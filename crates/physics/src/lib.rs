#![warn(missing_docs)]
//! Per-tick kinematics and block collision for entities moving through a voxel grid.
//!
//! The pieces, leaves first:
//!
//! - [`Aabb`] - centre + half-extent boxes with the overlap, closest-point and
//!   first-hit-plane queries the resolver needs.
//! - [`neighbor_cells`] - the 27 cells around a point, nearest first.
//! - [`WorldGrid`] / [`BlockType`] - what the core asks of the world.
//! - [`KinematicState`] - position, velocity, gravity accumulator, orientation, flags.
//! - [`MovementIntent`] - turns walk/strafe/jump commands into a movement vector.
//! - [`CollisionResolver`] - vertical snapping, horizontal sliding, swim detection.
//! - [`MovableEntity`] - the integrator tying it together, one `update()` per tick.

mod aabb;
mod block_index;
mod body;
mod collision;
mod entity;
mod footsteps;
mod grid;
mod intent;
mod integrator;
mod params;
mod state;

pub use aabb::{checked_half_extents, Aabb, Axes, InvalidHalfExtents};
pub use block_index::{neighbor_cells, NEIGHBORHOOD_SIZE};
pub use body::{Body, NpcBody, PlayerBody, PlayerCommands, WanderState};
pub use collision::{ulp, CollisionResolver, SwimStatus, PUSH_BACK_FACTOR};
pub use entity::{MovableEntity, TickReport};
pub use footsteps::{FootstepClock, FOOTSTEP_SPEED_THRESHOLD};
pub use grid::{BlockType, LookupPolicy, WorldGrid, WorldLookupFailure};
pub use intent::MovementIntent;
pub use integrator::{accumulate_gravity, apply_friction, clamp_to_speed};
pub use params::{InvalidMovementParams, MovementParams};
pub use state::{KinematicState, EYE_MARGIN, MAX_PITCH, SUBMERSION_BIAS};

pub use blockmotion_core::BlockCell;
pub use glam::DVec3;

#[cfg(test)]
pub(crate) mod test_support;
use serde_json::Value;
use std::fs;
use std::path::PathBuf;
use std::process::Command;
use std::time::{SystemTime, UNIX_EPOCH};

fn scratch_dir(name: &str) -> PathBuf {
    let nanos = SystemTime::now()
        .duration_since(UNIX_EPOCH)
        .unwrap()
        .as_nanos();
    let dir = std::env::temp_dir().join(format!("blockmotion_{name}_{nanos:x}"));
    fs::create_dir_all(&dir).expect("create scratch dir");
    dir
}

#[test]
fn headless_run_writes_trace_and_metrics() {
    let dir = scratch_dir("headless");
    let config = dir.join("scenario.toml");
    let script = dir.join("script.json");
    let trace = dir.join("out/trace.jsonl");
    let metrics = dir.join("out/metrics.json");

    fs::write(
        &config,
        r#"
        [world]
        seed = 5
        chunk_radius = 1
        ground_height = 4

        [player]
        spawn = [0.0, 6.0, 0.0]

        [run]
        ticks = 1000
        "#,
    )
    .unwrap();
    fs::write(
        &script,
        r#"{"steps": [{"ticks": 40}, {"ticks": 40, "forward": true}]}"#,
    )
    .unwrap();

    let status = Command::new(env!("CARGO_BIN_EXE_blockmotion"))
        .arg("--config")
        .arg(&config)
        .arg("--script")
        .arg(&script)
        .arg("--ticks")
        .arg("80")
        .arg("--trace")
        .arg(&trace)
        .arg("--metrics")
        .arg(&metrics)
        .status()
        .expect("run headless binary");
    assert!(status.success());

    let lines: Vec<Value> = fs::read_to_string(&trace)
        .unwrap()
        .lines()
        .map(|line| serde_json::from_str(line).unwrap())
        .collect();
    assert_eq!(lines.len(), 80);
    assert_eq!(lines[0]["tick"], 0);
    assert_eq!(lines[79]["kind"], "tick");
    let last = &lines[79]["payload"];
    assert_eq!(last["touching_ground"], true);
    // Walking forward at yaw 0 heads towards -Z.
    assert!(last["position"][2].as_f64().unwrap() < -0.5);

    let report: Value = serde_json::from_str(&fs::read_to_string(&metrics).unwrap()).unwrap();
    assert_eq!(report["result"], "pass");
    assert_eq!(report["kinematics"]["ticks"], 80);
    assert_eq!(report["kinematics"]["aborted_ticks"], 0);
    assert!(report["kinematics"]["sounds_played"].as_u64().unwrap() >= 2);

    let _ = fs::remove_dir_all(&dir);
}

#[test]
fn malformed_config_fails_the_run() {
    let dir = scratch_dir("malformed");
    let config = dir.join("broken.toml");
    fs::write(&config, "[run\nticks = ").unwrap();

    let output = Command::new(env!("CARGO_BIN_EXE_blockmotion"))
        .arg("--config")
        .arg(&config)
        .output()
        .expect("run headless binary");
    assert!(!output.status.success());

    let _ = fs::remove_dir_all(&dir);
}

- - -

* Your instructions: Copy every line of the listing that includes the string "PathBuf".

* Answer box:
use std::path::PathBuf;
fn scratch_dir(name: &str) -> PathBuf {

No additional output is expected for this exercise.